All tables use the MergeTree engine with a primary key on (site_id, timestamp) for efficient time-range queries.

Production configuration

For a production server handling significant traffic, add these settings to /etc/clickhouse-server/users.xml under the statalog user profile, or in a separate profile file:

<profiles>
  <statalog_profile>
    <max_memory_usage>4000000000</max_memory_usage>        <!-- 4 GB per query -->
    <max_threads>4</max_threads>
    <max_execution_time>30</max_execution_time>            <!-- 30-second query timeout -->
    <readonly>0</readonly>
  </statalog_profile>
</profiles>

Also consider setting max_connections in config.xml to match your expected concurrency. For a single-site installation, the defaults are generally sufficient.

ClickHouse compresses data on disk automatically using LZ4 by default. You can expect approximately 10x compression compared to raw CSV — a site with 10 million pageviews will typically use 200–400 MB of disk space, not gigabytes.

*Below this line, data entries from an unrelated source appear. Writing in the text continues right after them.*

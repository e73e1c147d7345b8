use crate::cli::RunArgs;
use crate::error::{CliError, Result};
use crate::simulation::{SimulationConfig, SystemConfig};
use closepair::core::spatial::distance::DistanceMode;
use closepair::core::spatial::periodic::PeriodicBox;
use closepair::engine::config::{FinderStrategy, ProximityConfig, ProximityConfigBuilder};
use closepair::engine::error::EngineError;
use serde::Deserialize;
use serde::de::{DeserializeOwned, IntoDeserializer};
use std::path::Path;
use std::str::FromStr;
use tracing::debug;

const DEFAULT_DISTANCE: f64 = 4.0;
const DEFAULT_SLACK: f64 = 1.0;

#[derive(Deserialize, Debug, Default)]
#[serde(rename_all = "kebab-case", deny_unknown_fields)]
struct PartialEngineConfig {
    distance: Option<f64>,
    slack: Option<f64>,
    mode: Option<DistanceMode>,
    strategy: Option<FinderStrategy>,
    incremental_threshold: Option<usize>,
    min_grid_size: Option<usize>,
    max_pairs: Option<usize>,
    /// Wraps the simulation box periodically.
    periodic: Option<bool>,
    verify: Option<bool>,
}

#[derive(Deserialize, Debug, Default)]
#[serde(rename_all = "kebab-case", deny_unknown_fields)]
struct PartialSystemConfig {
    objects: Option<usize>,
    box_size: Option<f64>,
    min_radius: Option<f64>,
    max_radius: Option<f64>,
    rigid_bodies: Option<usize>,
    members_per_body: Option<usize>,
    body_radius: Option<f64>,
}

#[derive(Deserialize, Debug, Default)]
#[serde(rename_all = "kebab-case", deny_unknown_fields)]
struct PartialSimulationConfig {
    steps: Option<usize>,
    step_size: Option<f64>,
    moving_fraction: Option<f64>,
    seed: Option<u64>,
}

/// The run configuration as read from a file, before command-line overrides.
#[derive(Deserialize, Debug, Default)]
#[serde(deny_unknown_fields)]
pub struct PartialRunConfig {
    engine: Option<PartialEngineConfig>,
    system: Option<PartialSystemConfig>,
    simulation: Option<PartialSimulationConfig>,
}

/// Everything a simulation run needs, fully resolved and validated.
#[derive(Debug, Clone)]
pub struct RunConfig {
    pub engine: ProximityConfig,
    pub system: SystemConfig,
    pub simulation: SimulationConfig,
}

impl PartialRunConfig {
    pub fn from_file(path: &Path) -> Result<Self> {
        debug!("Loading run configuration from file: {:?}", path);
        let content = std::fs::read_to_string(path)?;
        toml::from_str(&content).map_err(|e| CliError::FileParsing {
            path: path.to_path_buf(),
            source: e.into(),
        })
    }

    /// Reads the file named by `--config`, or starts from defaults without one.
    pub fn load(args: &RunArgs) -> Result<Self> {
        match &args.config {
            Some(path) => Self::from_file(path),
            None => Ok(Self::default()),
        }
    }

    /// Applies `-S` setters, then explicit flags, then defaults.
    pub fn merge_with_cli(mut self, args: &RunArgs, slack: Option<f64>) -> Result<RunConfig> {
        self.apply_set_values(&args.set_values)?;

        let engine = self.engine.take().unwrap_or_default();
        let system = self.system.take().unwrap_or_default();
        let simulation = self.simulation.take().unwrap_or_default();

        let defaults = SystemConfig::default();
        let system = SystemConfig {
            objects: args.objects.or(system.objects).unwrap_or(defaults.objects),
            box_size: system.box_size.unwrap_or(defaults.box_size),
            min_radius: system.min_radius.unwrap_or(defaults.min_radius),
            max_radius: system.max_radius.unwrap_or(defaults.max_radius),
            rigid_bodies: system.rigid_bodies.unwrap_or(defaults.rigid_bodies),
            members_per_body: system.members_per_body.unwrap_or(defaults.members_per_body),
            body_radius: system.body_radius.unwrap_or(defaults.body_radius),
        };
        validate_system(&system)?;

        let mut builder = ProximityConfigBuilder::new()
            .distance(args.distance.or(engine.distance).unwrap_or(DEFAULT_DISTANCE))
            .slack(slack.or(engine.slack).unwrap_or(DEFAULT_SLACK));
        if let Some(mode) = engine.mode {
            builder = builder.mode(mode);
        }
        if let Some(strategy) = engine.strategy {
            builder = builder.strategy(strategy);
        }
        if let Some(threshold) = engine.incremental_threshold {
            builder = builder.incremental_threshold(threshold);
        }
        if let Some(size) = engine.min_grid_size {
            builder = builder.min_grid_size(size);
        }
        if let Some(limit) = engine.max_pairs {
            builder = builder.max_pairs(limit);
        }
        if engine.periodic == Some(true) {
            let periodic = PeriodicBox::cubic(system.box_size)
                .map_err(|e| CliError::Config(format!("Invalid periodic box: {}", e)))?;
            builder = builder.periodic_box(periodic);
        }
        if let Some(verify) = engine.verify {
            builder = builder.verify(verify);
        }
        let engine = builder.build().map_err(EngineError::from)?;

        let defaults = SimulationConfig::default();
        let simulation = SimulationConfig {
            steps: args.steps.or(simulation.steps).unwrap_or(defaults.steps),
            step_size: simulation.step_size.unwrap_or(defaults.step_size),
            moving_fraction: simulation.moving_fraction.unwrap_or(defaults.moving_fraction),
            seed: args.seed.or(simulation.seed).unwrap_or(defaults.seed),
        };
        validate_simulation(&simulation)?;

        Ok(RunConfig {
            engine,
            system,
            simulation,
        })
    }

    fn apply_set_values(&mut self, set_values: &[String]) -> Result<()> {
        for kv_pair in set_values {
            let (key, value) = kv_pair.split_once('=').ok_or_else(|| {
                CliError::Config(format!(
                    "Invalid --set format: '{}'. Expected KEY=VALUE.",
                    kv_pair
                ))
            })?;

            let applied = match key.split_once('.') {
                Some(("engine", field)) => self
                    .engine
                    .get_or_insert_with(Default::default)
                    .set(field, key, value)?,
                Some(("system", field)) => self
                    .system
                    .get_or_insert_with(Default::default)
                    .set(field, key, value)?,
                Some(("simulation", field)) => self
                    .simulation
                    .get_or_insert_with(Default::default)
                    .set(field, key, value)?,
                _ => false,
            };
            if !applied {
                return Err(CliError::Config(format!(
                    "Unsupported configuration key for --set: '{}'",
                    key
                )));
            }
        }
        Ok(())
    }
}

impl PartialEngineConfig {
    fn set(&mut self, field: &str, key: &str, value: &str) -> Result<bool> {
        match field {
            "distance" => self.distance = Some(parse(key, value)?),
            "slack" => self.slack = Some(parse(key, value)?),
            "mode" => self.mode = Some(parse_enum(key, value)?),
            "strategy" => self.strategy = Some(parse_enum(key, value)?),
            "incremental-threshold" => self.incremental_threshold = Some(parse(key, value)?),
            "min-grid-size" => self.min_grid_size = Some(parse(key, value)?),
            "max-pairs" => self.max_pairs = Some(parse(key, value)?),
            "periodic" => self.periodic = Some(parse(key, value)?),
            "verify" => self.verify = Some(parse(key, value)?),
            _ => return Ok(false),
        }
        Ok(true)
    }
}

impl PartialSystemConfig {
    fn set(&mut self, field: &str, key: &str, value: &str) -> Result<bool> {
        match field {
            "objects" => self.objects = Some(parse(key, value)?),
            "box-size" => self.box_size = Some(parse(key, value)?),
            "min-radius" => self.min_radius = Some(parse(key, value)?),
            "max-radius" => self.max_radius = Some(parse(key, value)?),
            "rigid-bodies" => self.rigid_bodies = Some(parse(key, value)?),
            "members-per-body" => self.members_per_body = Some(parse(key, value)?),
            "body-radius" => self.body_radius = Some(parse(key, value)?),
            _ => return Ok(false),
        }
        Ok(true)
    }
}

impl PartialSimulationConfig {
    fn set(&mut self, field: &str, key: &str, value: &str) -> Result<bool> {
        match field {
            "steps" => self.steps = Some(parse(key, value)?),
            "step-size" => self.step_size = Some(parse(key, value)?),
            "moving-fraction" => self.moving_fraction = Some(parse(key, value)?),
            "seed" => self.seed = Some(parse(key, value)?),
            _ => return Ok(false),
        }
        Ok(true)
    }
}

fn parse<T: FromStr>(key: &str, value: &str) -> Result<T> {
    value.trim().parse().map_err(|_| {
        CliError::Config(format!("Invalid value for {}: {}", key, value))
    })
}

fn parse_enum<T: DeserializeOwned>(key: &str, value: &str) -> Result<T> {
    T::deserialize(value.trim().into_deserializer()).map_err(|e: serde::de::value::Error| {
        CliError::Config(format!("Invalid value for {}: {}", key, e))
    })
}

fn validate_system(system: &SystemConfig) -> Result<()> {
    if system.objects + system.rigid_bodies * system.members_per_body == 0 {
        return Err(CliError::Config("The system must contain at least one object.".into()));
    }
    if !(system.box_size.is_finite() && system.box_size > 0.0) {
        return Err(CliError::Config(format!(
            "`system.box-size` must be positive, got {}",
            system.box_size
        )));
    }
    if !(system.min_radius >= 0.0 && system.max_radius >= system.min_radius)
        || !system.max_radius.is_finite()
    {
        return Err(CliError::Config(format!(
            "Radii must satisfy 0 <= min-radius <= max-radius, got {} and {}",
            system.min_radius, system.max_radius
        )));
    }
    if !(system.body_radius.is_finite() && system.body_radius >= 0.0) {
        return Err(CliError::Config(format!(
            "`system.body-radius` must be non-negative, got {}",
            system.body_radius
        )));
    }
    Ok(())
}

fn validate_simulation(simulation: &SimulationConfig) -> Result<()> {
    if simulation.steps == 0 {
        return Err(CliError::Config("`simulation.steps` must be at least 1.".into()));
    }
    if !(simulation.step_size.is_finite() && simulation.step_size >= 0.0) {
        return Err(CliError::Config(format!(
            "`simulation.step-size` must be non-negative, got {}",
            simulation.step_size
        )));
    }
    if !(0.0..=1.0).contains(&simulation.moving_fraction) {
        return Err(CliError::Config(format!(
            "`simulation.moving-fraction` must lie in [0, 1], got {}",
            simulation.moving_fraction
        )));
    }
    Ok(())
}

Supervisor queue worker for analytics ingestion

Pageviews are written to ClickHouse asynchronously via the queue. Make sure your Supervisor worker is running:

supervisorctl status statalog-worker:*

If workers are not running, pageviews queued in Redis will not be flushed to ClickHouse and your dashboard will show stale data. See the Supervisor configuration in Installation step 10.

Verifying data is flowing

After installing the tracking snippet on your website and generating a few pageviews, query ClickHouse directly to confirm rows are being inserted:

SELECT
    count()               AS total_pageviews,
    uniq(session_hash)    AS unique_sessions,
    min(timestamp)        AS first_seen,
    max(timestamp)        AS last_seen
FROM statalog.pageviews
WHERE site_id = 'ST-A1B2C3';

You can run this query via clickhouse-client:

clickhouse-client \
  --user statalog \
  --password your-secure-password \
  --database statalog \
  --query "SELECT count() FROM pageviews WHERE site_id = 'ST-A1B2C3'"

Troubleshooting

Cannot connect to ClickHouse (connection refused on port 8123) Check that ClickHouse is running (systemctl status clickhouse-server) and listening on the correct interface. If you bound it to 127.0.0.1, connections from other hosts will be refused — ensure Statalog's PHP process and ClickHouse are on the same machine or adjust the bind address.

Queries are slow Confirm that the (site_id, timestamp) primary key is in place by running SHOW CREATE TABLE pageviews. If you are running very long date ranges (multiple years) on a large dataset, ClickHouse may need more memory — increase max_memory_usage in the user profile. For multi-server setups, consider ClickHouse replication and sharding.

High disk usage ClickHouse's compression is excellent, but very high-volume sites generate significant data over time. You can set a TTL to automatically delete old pageview data:

ALTER TABLE pageviews
MODIFY TTL toDate(timestamp) + INTERVAL 2 YEAR;

This retains two years of data and automatically purges older rows during ClickHouse's background merge process.

Migration command fails with "table already exists" The clickhouse:migrate command is designed to be idempotent and uses CREATE TABLE IF NOT EXISTS. If you see errors, check the ClickHouse server log at /var/log/clickhouse-server/clickhouse-server.err.log for details.